Rilevano i giudici del collegio meneghino che “nelle definizioni di polizza si legge, infatti, che va inteso: come rischio "la probabilità che si verifichi il sinistro" e come sinistro "il ricevimento di formale richiesta di risarcimento da chiunque avanzata nonché di azione di rivalsa esperita da qualunque Ente e /o di inchiesta giudiziaria e /o amministrativa".

Gli elementi sopra indicati valgono dunque a definire la polizza in oggetto come contratto di assicurazione impostato e connotato integralmente dal regime "claims made" o "a richiesta fatta", in cui oggetto dell'assicurazione è proprio la richiesta risarcitoria avanzata dal terzo garantito, determinata da un evento dannoso ascrivibile a responsabilità  dell'assicurato.
“Trattasi, dunque, di contratto assicurativo in cui l'obbligazione di garanzia non sorge con il fatto generatore di responsabilità, ma con la richiesta risarcitoria del terzo”.

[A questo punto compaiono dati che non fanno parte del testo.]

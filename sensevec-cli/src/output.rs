//! Output formatting utilities for CLI commands

use is_terminal::IsTerminal;
use std::io::{self, Write};

/// Log info message (respects quiet flag)
pub fn log_info(msg: &str, quiet: bool) {
    if !quiet {
        eprintln!("{}", msg);
    }
}

/// Write output to stdout
pub fn write_output(content: &str) -> Result<(), String> {
    let mut stdout = io::stdout();
    stdout
        .write_all(content.as_bytes())
        .and_then(|()| stdout.flush())
        .map_err(|e| format!("Failed to write stdout: {}", e))
}

/// Colorize text with ANSI escape codes (only if stdout is a terminal)
pub fn color(code: &str, text: &str) -> String {
    if io::stdout().is_terminal() {
        format!("\x1b[{}m{}\x1b[0m", code, text)
    } else {
        text.to_string()
    }
}

/// Color code for a sense: entity labels stand out from POS tags.
pub fn sense_color(sense: &str) -> &'static str {
    match sense {
        "PERSON" | "PER" => "1;34",
        "ORG" | "NORP" => "1;32",
        "GPE" | "LOC" | "FAC" => "1;33",
        "DATE" | "TIME" => "1;35",
        "NOUN" | "PROPN" => "36",
        "VERB" | "AUX" => "32",
        "ADJ" | "ADV" => "33",
        _ => "37",
    }
}

/// Render a key with its sense colored.
pub fn key_colored(word: &str, sense: &str) -> String {
    format!("{}|{}", word, color(sense_color(sense), sense))
}

/// Similarity score colored by strength.
pub fn score_colored(score: f32) -> String {
    let code = if score >= 0.8 {
        "1;32"
    } else if score >= 0.5 {
        "1;33"
    } else {
        "90"
    };
    color(code, &format!("{:.3}", score))
}
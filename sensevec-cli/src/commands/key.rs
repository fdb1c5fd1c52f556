//! Key command - Print the key a word and tag encode to

use clap::Parser;

use super::super::output::write_output;
use super::super::utils::format_error;
use sensevec::key;
use sensevec::KeyPolicy;
use sensevec_core::{Doc, DocData, PosTag, SpanRecord, TokenRecord};

/// Print the key a word and tag encode to
#[derive(Parser, Debug)]
pub struct KeyArgs {
    /// Word or phrase
    #[arg(value_name = "TEXT")]
    pub text: String,

    /// Coarse part-of-speech tag (NOUN, VERB, PROPN, ...)
    #[arg(value_name = "TAG")]
    pub tag: String,

    /// Entity label the text carries
    #[arg(short, long, value_name = "LABEL")]
    pub entity: Option<String>,

    /// Key by entity label instead of tag (as merge mode does)
    #[arg(long)]
    pub prefer_entities: bool,

    /// Treat the text as a URL
    #[arg(long)]
    pub url: bool,
}

pub fn run(args: KeyArgs) -> Result<(), String> {
    let mut token = TokenRecord::new(args.text.as_str(), PosTag::from_label(&args.tag));
    if args.url {
        token = token.url();
    }
    let data = DocData {
        tokens: vec![token],
        ents: args
            .entity
            .iter()
            .map(|label| SpanRecord::labelled(0, 1, label.as_str()))
            .collect(),
        noun_chunks: vec![],
    };
    let doc = Doc::from_data(data).map_err(|e| format_error("build document", &e.to_string()))?;
    let token = doc
        .token(0)
        .ok_or_else(|| format_error("build document", "no token"))?;

    let policy = KeyPolicy::for_merge_mode(args.prefer_entities);
    let encoded =
        key::encode(&token, policy).map_err(|e| format_error("encode key", &e.to_string()))?;
    log::debug!("[key] {:?} {:?} -> {}", args.text, policy, encoded);
    write_output(&format!("{}\n", encoded))
}
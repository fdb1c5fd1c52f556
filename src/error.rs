//! Error types for sensevec.

use thiserror::Error;

/// Result type for sensevec operations.
pub type Result<T> = std::result::Result<T, Error>;

/// Error type for sensevec operations.
#[derive(Error, Debug)]
#[non_exhaustive]
pub enum Error {
    /// The key codec could not determine a sense tag for an object.
    #[error("Unresolvable sense for {text:?}: no entity label and no usable tag")]
    UnresolvableSense {
        /// Surface text of the offending object.
        text: String,
    },

    /// An accessor was called on an object whose document was never processed.
    #[error("Unbound document: {0} has not been processed by a sense component")]
    UnboundDocument(String),

    /// A well-formed key is absent from the vector store.
    #[error("Key not found: {0}")]
    KeyNotFound(String),

    /// Invalid argument provided.
    #[error("Invalid argument: {0}")]
    InvalidArgument(String),

    /// Serialized store data could not be loaded.
    #[error("Store load error: {0}")]
    StoreLoad(String),

    /// Extension registry misuse (duplicate registration, unknown name).
    #[error("Extension error: {0}")]
    Extension(String),

    /// Document model error.
    #[error("Document error: {0}")]
    Document(#[from] sensevec_core::Error),

    /// IO error.
    #[error("IO error: {0}")]
    Io(#[from] std::io::Error),
}

impl Error {
    /// Create an unresolvable-sense error.
    pub fn unresolvable_sense(text: impl Into<String>) -> Self {
        Error::UnresolvableSense { text: text.into() }
    }

    /// Create a key-not-found error.
    pub fn key_not_found(key: impl Into<String>) -> Self {
        Error::KeyNotFound(key.into())
    }

    /// Create an invalid argument error.
    pub fn invalid_argument(msg: impl Into<String>) -> Self {
        Error::InvalidArgument(msg.into())
    }

    /// Create a store load error.
    pub fn store_load(msg: impl Into<String>) -> Self {
        Error::StoreLoad(msg.into())
    }

    /// Create an extension error.
    pub fn extension(msg: impl Into<String>) -> Self {
        Error::Extension(msg.into())
    }
}

impl From<serde_json::Error> for Error {
    fn from(err: serde_json::Error) -> Self {
        Error::StoreLoad(format!("{}", err))
    }
}

impl From<bincode::Error> for Error {
    fn from(err: bincode::Error) -> Self {
        Error::StoreLoad(format!("{}", err))
    }
}
impl VectorStore for SenseVectors {
    fn empty(shape: (usize, usize), strings: Option<Arc<StringStore>>) -> Self {
        Self {
            shape,
            keys: Vec::new(),
            rows: HashMap::new(),
            data: Vec::new(),
            freqs: Vec::new(),
            senses: Vec::new(),
            strings,
        }
    }

    fn shape(&self) -> (usize, usize) {
        self.shape
    }

    fn strings(&self) -> Option<&Arc<StringStore>> {
        self.strings.as_ref()
    }

    fn len(&self) -> usize {
        self.keys.len()
    }

    fn contains(&self, key: &SenseKey) -> bool {
        self.rows.contains_key(key)
    }

    fn get(&self, key: &SenseKey) -> Result<&[f32]> {
        self.row(key).map(|row| self.vector(row))
    }

    fn get_freq(&self, key: &SenseKey) -> Result<u64> {
        self.row(key).map(|row| self.freqs[row])
    }

    fn most_similar(&self, keys: &[SenseKey], n: usize) -> Result<Vec<(SenseKey, f32)>> {
        if n == 0 {
            return Err(Error::invalid_argument("n must be a positive integer"));
        }
        let query = self.mean_of(keys)?;
        let mut scored: Vec<(usize, f32)> = (0..self.keys.len())
            .filter(|&row| !keys.contains(&self.keys[row]))
            .map(|row| (row, cosine_similarity(&query, self.vector(row))))
            .collect();
        // Stable sort keeps insertion order among equal scores.
        scored.sort_by(|a, b| b.1.total_cmp(&a.1));
        scored.truncate(n);
        Ok(scored
            .into_iter()
            .map(|(row, score)| (self.keys[row].clone(), score))
            .collect())
    }

    fn get_other_senses(&self, key: &SenseKey) -> Vec<SenseKey> {
        let (word, orig_sense) = key.split();
        let mut variants: Vec<String> = Vec::with_capacity(4);
        for variant in [
            word.to_string(),
            word.to_lowercase(),
            word.to_uppercase(),
            title_case(word),
        ] {
            if !variants.contains(&variant) {
                variants.push(variant);
            }
        }

        let mut result = Vec::new();
        for text in &variants {
            for sense in &self.senses {
                if sense == orig_sense {
                    continue;
                }
                if let Ok(candidate) = SenseKey::parse(format!("{}|{}", text, sense)) {
                    if self.contains(&candidate) && !result.contains(&candidate) {
                        result.push(candidate);
                    }
                }
            }
        }
        result
    }

    fn to_bytes(&self, exclude: &[Part]) -> Result<Vec<u8>> {
        Ok(bincode::serialize(&self.payload(exclude))?)
    }

    fn from_bytes(
        bytes: &[u8],
        exclude: &[Part],
        strings: Option<Arc<StringStore>>,
    ) -> Result<Self> {
        let payload: Payload = bincode::deserialize(bytes)?;
        Self::from_payload(payload, exclude, strings)
    }

    fn to_disk(&self, path: &Path, exclude: &[Part]) -> Result<()> {
        fs::create_dir_all(path)?;
        let Payload {
            cfg,
            table,
            freqs,
            strings,
        } = self.payload(exclude);

        fs::write(path.join(CFG_FILE), serde_json::to_vec_pretty(&cfg)?)?;
        fs::write(path.join(VECTORS_FILE), bincode::serialize(&table)?)?;
        let freq_pairs: Vec<(&str, u64)> = table
            .keys
            .iter()
            .map(SenseKey::as_str)
            .zip(freqs.iter().copied())
            .collect();
        fs::write(path.join(FREQS_FILE), serde_json::to_vec(&freq_pairs)?)?;
        if let Some(strings) = strings {
            fs::write(path.join(STRINGS_FILE), serde_json::to_vec(&strings)?)?;
        }
        log::debug!("[store] wrote {} keys to {}", table.keys.len(), path.display());
        Ok(())
    }

    fn from_disk(path: &Path, exclude: &[Part], strings: Option<Arc<StringStore>>) -> Result<Self> {
        let cfg: StoreConfig = serde_json::from_slice(&read_part(path, CFG_FILE)?)?;
        let table: Table = bincode::deserialize(&read_part(path, VECTORS_FILE)?)?;
        let freq_pairs: Vec<(String, u64)> = serde_json::from_slice(&read_part(path, FREQS_FILE)?)?;

        let by_key: HashMap<String, u64> = freq_pairs.into_iter().collect();
        let freqs = table
            .keys
            .iter()
            .map(|k| {
                by_key
                    .get(k.as_str())
                    .copied()
                    .ok_or_else(|| Error::store_load(format!("no frequency for {}", k)))
            })
            .collect::<Result<Vec<_>>>()?;

        let saved_strings = if is_excluded(exclude, Part::Strings) {
            None
        } else {
            let strings_path = path.join(STRINGS_FILE);
            if strings_path.exists() {
                Some(serde_json::from_slice(&read_part(path, STRINGS_FILE)?)?)
            } else {
                None
            }
        };

        let store = Self::from_payload(
            Payload {
                cfg,
                table,
                freqs,
                strings: saved_strings,
            },
            exclude,
            strings,
        )?;
        log::debug!("[store] loaded {} keys from {}", store.len(), path.display());
        Ok(store)
    }
}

La clausola contrattuale che delimita quindi il tempo della copertura al momento in cui l’assicurato riceva la prima richiesta danni, non può nemmeno essere intesa come clausola vessatoria, perché la stessa richiama l’intero impianto della polizza tutto delineato nel contesto volto ad intendere la copertura legata all’insorgere della controversia e non al momento della commissione dell’illecito.

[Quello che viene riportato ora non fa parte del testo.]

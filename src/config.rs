//! Component configuration.

use crate::error::{Error, Result};
use serde::{Deserialize, Serialize};
use std::path::Path;

/// Default `(rows, width)` of a freshly allocated store.
pub const DEFAULT_SHAPE: (usize, usize) = (1000, 128);

/// Settings for a [`crate::SenseComponent`].
///
/// Missing fields take their defaults, so `{}` is a valid config file:
///
/// ```rust
/// use sensevec::ComponentConfig;
///
/// let config = ComponentConfig::from_json_str(r#"{"merge_phrases": true}"#).unwrap();
/// assert!(config.merge_phrases);
/// assert_eq!(config.shape, (1000, 128));
/// ```
#[derive(Debug, Clone, PartialEq, Eq, Serialize, Deserialize)]
#[serde(default)]
pub struct ComponentConfig {
    /// `(rows, width)` of the empty store allocated on construction.
    pub shape: (usize, usize),
    /// Merge entity and noun phrases into single tokens, and key entities
    /// by their label.
    pub merge_phrases: bool,
}

impl Default for ComponentConfig {
    fn default() -> Self {
        Self {
            shape: DEFAULT_SHAPE,
            merge_phrases: false,
        }
    }
}

impl ComponentConfig {
    /// Set merge mode.
    #[must_use]
    pub fn with_merge_phrases(mut self, merge_phrases: bool) -> Self {
        self.merge_phrases = merge_phrases;
        self
    }

    /// Set the store shape.
    #[must_use]
    pub fn with_shape(mut self, rows: usize, width: usize) -> Self {
        self.shape = (rows, width);
        self
    }

    /// Check the config is usable.
    pub fn validate(&self) -> Result<()> {
        if self.shape.1 == 0 {
            return Err(Error::invalid_argument("store width must be positive"));
        }
        Ok(())
    }

    /// Parse and validate a JSON config.
    pub fn from_json_str(json: &str) -> Result<Self> {
        let config: Self = serde_json::from_str(json)
            .map_err(|e| Error::invalid_argument(format!("invalid config: {}", e)))?;
        config.validate()?;
        Ok(config)
    }

    /// Read, parse and validate a JSON config file.
    pub fn from_json_file(path: impl AsRef<Path>) -> Result<Self> {
        let path = path.as_ref();
        let json = std::fs::read_to_string(path)?;
        Self::from_json_str(&json).map_err(|e| match e {
            Error::InvalidArgument(msg) => {
                Error::invalid_argument(format!("{}: {}", path.display(), msg))
            }
            other => other,
        })
    }
}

Accordo lecito se è condivisa la deroga dal 1917Cc 


È vero che la polizza "a richiesta fatta", diverge dallo schema generale del contratto assicurativo della responsabilità civile, così come definito all'art. 1917, comma l, Cc in cui il sinistro coperto dalla garanzia assicurativa è il "fatto accaduto durante il tempo dell'assicurazione" e di cui l'assicurato deve rispondere civilmente.
Tuttavia, “la polizza in oggetto costituisce un'ipotesi lecita di contratto assicurativo, rispondente agli interessi dell'assicurato, che ha voluto ed accettato l'intera struttura contrattuale così come predisposta nella polizza medesima secondo il rischio ivi definito”.
Per questa ragione, verificato che le parti hanno esattamente voluto derogare all’impianto di cui all’art. 1917 Cc, “la clausola sul punto è astrattamente tutt'altro che vessatoria, potendosi al proposito notare che pacificamente l’ente assicurato non intese richiedere una copertura aggiuntiva”.

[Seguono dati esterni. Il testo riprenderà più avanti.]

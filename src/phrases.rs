//! Phrase detection and merging.
//!
//! A store trained on merged phrases has rows like `new_york|GPE` and
//! `ice_cream|NOUN`. To look those up, the matching tokens in a document
//! have to be collapsed into one token first. Phrases are the document's
//! entities plus its base noun phrases, with entities winning on overlap.

use crate::error::Result;
use sensevec_core::{Doc, Span};
use std::collections::HashSet;
use std::ops::Range;

/// Dependency labels allowed at the start of a noun phrase.
const NP_MODIFIERS: [&str; 3] = ["advmod", "amod", "compound"];

/// Noun chunks with leading function words stripped.
///
/// Each chunk loses leading tokens until it starts with an adverbial,
/// adjectival or compound modifier (or only the head is left), so
/// "the big apple" becomes "big apple". Chunks that touch an earlier chunk
/// are dropped. Unparsed documents have no noun phrases.
#[must_use]
pub fn noun_phrase_ranges(doc: &Doc) -> Vec<Range<usize>> {
    if !doc.is_parsed() {
        return Vec::new();
    }
    let mut seen = HashSet::new();
    let mut out = Vec::new();
    for chunk in doc.noun_chunks() {
        let mut start = chunk.start();
        let end = chunk.end();
        while end - start > 1 {
            let dep = doc.token(start).map(|t| t.dep()).unwrap_or_default();
            if NP_MODIFIERS.contains(&dep) {
                break;
            }
            start += 1;
        }
        if (start..end).any(|i| seen.contains(&i)) {
            continue;
        }
        seen.extend(start..end);
        out.push(start..end);
    }
    out
}

/// Entity ranges followed by noun phrases that share no token with an entity.
#[must_use]
pub fn phrase_ranges(doc: &Doc) -> Vec<Range<usize>> {
    let mut ranges: Vec<Range<usize>> = doc.ents().map(|e| e.range()).collect();
    let ent_tokens: HashSet<usize> = ranges.iter().flat_map(|r| r.clone()).collect();
    ranges.extend(
        noun_phrase_ranges(doc)
            .into_iter()
            .filter(|np| !np.clone().any(|i| ent_tokens.contains(&i))),
    );
    ranges
}

/// Phrases as span views. Entity phrases resolve their label.
#[must_use]
pub fn phrases(doc: &Doc) -> Vec<Span<'_>> {
    phrase_ranges(doc)
        .into_iter()
        .filter_map(|r| doc.span(r.start, r.end).ok())
        .collect()
}

/// Merge every multi-token phrase into a single token.
pub fn merge_phrases(doc: Doc) -> Result<Doc> {
    let ranges: Vec<Range<usize>> = phrase_ranges(&doc)
        .into_iter()
        .filter(|r| r.len() > 1)
        .collect();
    if ranges.is_empty() {
        return Ok(doc);
    }
    let before = doc.len();
    let merged = doc.merge_spans(&ranges)?;
    log::debug!(
        "[phrases] merged {} phrases in {}: {} -> {} tokens",
        ranges.len(),
        merged.id(),
        before,
        merged.len()
    );
    Ok(merged)
}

Il motivo per il quale la sentenza in evidenza è particolarmente rilevante è che il ragionamento condivisibile dei giudici del gravame (a differenza di quello del primo estensore che aveva ritenuto la clausola nulla perché vessatoria e non approvata espressamente per iscritto) sta nell’aver voluto correttamente analizzare le reali volontà delle parti nella predisposizione di un polizza “a prima richiesta” e non verso una copertura legata alla generazione del danno.

La volontà delle parti, se liberamente acquisita in sede negoziale ed inequivocabilmente indirizzata verso una condizione contrattuale voluta (che nel nostro caso è delimitata nell’oggetto di polizza), non può mai costituire una condizione imposta dal soggetto imprenditoriale e quindi soggetta ad esplicita manifestazione di consenso perché peggiorativa per la parte aderente al modulo contrattuale.
Ancora una volta, la sentenza ci porta alla memoria la considerazione che la clausola “claims made”, se ben calibrata sulla portata effettiva del rischio in garanzia, è tutt’altro che penalizzante per la posizione del professionista assicurato ed è anzi strumento di maggior tutela, cosa che ne determina sia la legittimità che la non vessatorietà se voluta e condivisa in sede di stipula del contratto.